Rooftop solar has also surged, exceeding 15 GW installed capacity over the past five years across residential, commercial, and institutional sectors.

🚀 Key Drivers Behind the Surge

  • National targets & policies: Programs like the National Solar Mission, PM Surya Ghar Muft Bijli Yojana, and the Production Linked Incentive (PLI) scheme are fueling solar adoption, especially rooftop installations.
  • Cost competitiveness: Solar tariffs have dropped dramatically—solar is now half as expensive as new coal-based power—making clean energy an economically attractive option

🌐 Infrastructure & Clean Energy Mix

  • The Bhadla Solar Park (2,245 MW in Rajasthan) remains among the world’s largest solar farms, exemplifying India’s large-scale solar capability .

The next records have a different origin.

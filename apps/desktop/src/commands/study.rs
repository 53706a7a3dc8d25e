//! Interactive review on a line-based terminal.

use crate::db::SettingsRepository;
use crate::state::AppState;
use rand::rngs::StdRng;
use rand::SeedableRng;
use review_core::{
    AnswerView, CardStore, Direction, JudgeOutcome, Prompt, Quality, ReviewScope, ReviewSession,
    SessionStatus, Totals,
};
use std::io::{BufRead, Write};

/// Options for one `review` invocation. Unset fields fall back to the
/// saved settings.
#[derive(Debug, Clone, Default)]
pub struct ReviewOptions {
    pub units: Vec<String>,
    pub ratio: Option<f64>,
    pub limit: Option<u32>,
    pub seed: Option<u64>,
}

pub fn scope_for(units: &[String]) -> ReviewScope {
    match units {
        [] => ReviewScope::All,
        [unit] => ReviewScope::Unit(unit.clone()),
        many => ReviewScope::Units(many.to_vec()),
    }
}

/// Build a session from the saved settings and run it.
pub fn review<R: BufRead, W: Write>(
    state: &AppState,
    options: &ReviewOptions,
    input: R,
    out: &mut W,
) -> anyhow::Result<Totals> {
    let mut settings = state.repository.get_settings()?;
    if let Some(ratio) = options.ratio {
        settings.recognition_ratio = ratio;
    }
    if let Some(limit) = options.limit {
        settings.session_limit = limit;
    }
    let config = settings.normalized().session_config();

    let dictionary = state.load_dictionary()?;
    let mut rng = match options.seed {
        Some(seed) => StdRng::seed_from_u64(seed),
        None => StdRng::from_entropy(),
    };

    let scope = scope_for(&options.units);
    let mut session =
        ReviewSession::start(&state.repository, &scope, &config, &mut rng)?.with_dictionary(&dictionary);
    tracing::info!(session_id = %session.id(), cards = session.len(), "starting review");

    run_review(&mut session, input, out)
}

fn rating_for(key: &str) -> Option<Quality> {
    match key {
        "1" => Some(Quality::Again),
        "2" => Some(Quality::Hard),
        "3" => Some(Quality::Good),
        "4" => Some(Quality::Easy),
        _ => None,
    }
}

fn write_prompt<W: Write>(out: &mut W, position: usize, len: usize, prompt: &Prompt) -> std::io::Result<()> {
    writeln!(out)?;
    match prompt {
        Prompt::Recognition { kana, romaji, kanji } => {
            write!(out, "[{position}/{len}] {kana}")?;
            if let Some(kanji) = kanji {
                write!(out, " {kanji}")?;
            }
            if !romaji.is_empty() {
                write!(out, " ({romaji})")?;
            }
            writeln!(out)?;
            writeln!(out, "Enter: reveal  q: quit")
        }
        Prompt::Recall { meaning } => {
            writeln!(out, "[{position}/{len}] {meaning}")?;
            writeln!(out, "Type the Japanese.  Empty line: give up  ?: peek  q: quit")
        }
    }
}

fn write_answer<W: Write>(out: &mut W, answer: &AnswerView) -> std::io::Result<()> {
    match answer.correct {
        Some(true) => writeln!(out, "Correct!")?,
        Some(false) => writeln!(out, "Not quite.")?,
        None => {}
    }
    write!(out, "  {}", answer.kana)?;
    if let Some(kanji) = &answer.kanji {
        write!(out, " {kanji}")?;
    }
    if !answer.romaji.is_empty() {
        write!(out, " ({})", answer.romaji)?;
    }
    writeln!(out, ": {}", answer.meaning)
}

/// Drive `session` from `input` until it completes, the learner quits or
/// input runs out.
///
/// Recognition cards: Enter toggles the answer, `1`-`4` rate
/// again/hard/good/easy. Recall cards: a line of text is the answer, an
/// empty line gives up, `?` toggles the answer. Once a card is judged,
/// Enter moves on. `q` abandons the session.
pub fn run_review<S, R, W>(
    session: &mut ReviewSession<'_, S>,
    input: R,
    out: &mut W,
) -> anyhow::Result<Totals>
where
    S: CardStore + ?Sized,
    R: BufRead,
    W: Write,
{
    if session.status() == SessionStatus::Aborted {
        writeln!(out, "Nothing to review.")?;
        return Ok(session.totals());
    }

    let mut lines = input.lines();
    let mut shown = None;
    while session.status() == SessionStatus::InProgress {
        if shown != Some(session.position()) {
            if let Some(prompt) = session.prompt() {
                write_prompt(out, session.position() + 1, session.len(), &prompt)?;
            }
            shown = Some(session.position());
        }
        out.flush()?;

        let Some(line) = lines.next().transpose()? else {
            break;
        };
        let key = line.trim();
        if key.eq_ignore_ascii_case("q") {
            writeln!(out, "Session abandoned.")?;
            break;
        }

        let controls = session.controls();
        if controls.advance {
            if key.is_empty() {
                session.advance()?;
                continue;
            }
            if key != "?" {
                writeln!(out, "Enter: next card")?;
                continue;
            }
        }

        let Some(direction) = session.current().map(|entry| entry.direction) else {
            break;
        };
        match direction {
            Direction::Recognition if key.is_empty() => toggle(session, out)?,
            Direction::Recognition => match rating_for(key) {
                Some(quality) if controls.rate => {
                    if let JudgeOutcome::Recorded(judgment) = session.rate(quality)? {
                        writeln!(out, "Rated {:?}. Enter: next card", judgment.quality)?;
                    }
                }
                Some(_) => writeln!(out, "Reveal the answer before rating.")?,
                None => writeln!(out, "Rate with 1 (again), 2 (hard), 3 (good) or 4 (easy).")?,
            },
            Direction::Recall if key == "?" => toggle(session, out)?,
            Direction::Recall if controls.answer_input => {
                let outcome = if key.is_empty() {
                    session.give_up()?
                } else {
                    session.submit_answer(key)?
                };
                if let JudgeOutcome::Recorded(_) = outcome {
                    if let Some(answer) = session.answer() {
                        write_answer(out, &answer)?;
                    }
                    writeln!(out, "Enter: next card")?;
                }
            }
            Direction::Recall => writeln!(out, "Hide the answer with ? to type again.")?,
        }
    }

    let totals = session.totals();
    writeln!(out, "Reviewed {} cards, {} correct.", totals.attempted, totals.correct)?;
    out.flush()?;
    tracing::info!(
        session_id = %session.id(),
        attempted = totals.attempted,
        correct = totals.correct,
        status = ?session.status(),
        "review finished"
    );
    Ok(totals)
}

fn toggle<S, W>(session: &mut ReviewSession<'_, S>, out: &mut W) -> anyhow::Result<()>
where
    S: CardStore + ?Sized,
    W: Write,
{
    if session.toggle_reveal()? {
        if let Some(answer) = session.answer() {
            write_answer(out, &answer)?;
        }
        if session.controls().rate {
            writeln!(out, "1: again  2: hard  3: good  4: easy")?;
        }
    } else {
        writeln!(out, "(answer hidden)")?;
    }
    Ok(())
}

In early 2025, rising solar generation helped fossil fuel electricity output dip slightly (coal down 0.5%), with clean energy contributing 23.3% of total generation (~57.8 TWh)

⚠️ Challenges Ahead

  • Over 50 GW of renewable projects are currently stranded due to regulatory delays, inadequate transmission infrastructure, and approvals backlog—nearly a quarter of India’s installed clean capacity ORF America.
  • Despite strong policies, India must still scale up storage, grid upgrades, and regulatory reform to sustain growth and reliability.

📊 Snapshot Overview

Indicator
Current Status or Projection

Utility‑scale solar

~85.6 GW (mid‑2025)

Total solar (incl. rooftop)

~116 GW

Rooftop installations

>15 GW over 5 years

Clean energy share

~50% of installed capacity (~234 GW total)

Renewables additions (H1 2025)

22 GW

Renewable generation share

23.3% (Jan–Apr 2025)

✅ Bottom Line

India’s solar surge is doing more than just lowering carbon emissions—it’s reshaping the country’s energy infrastructure, powering economic growth, and steering a just energy transition toward a sustainable Bharat. Bold policy support, cost-effective technology, and rising local rooftop solar adoption are core pillars of this transformation.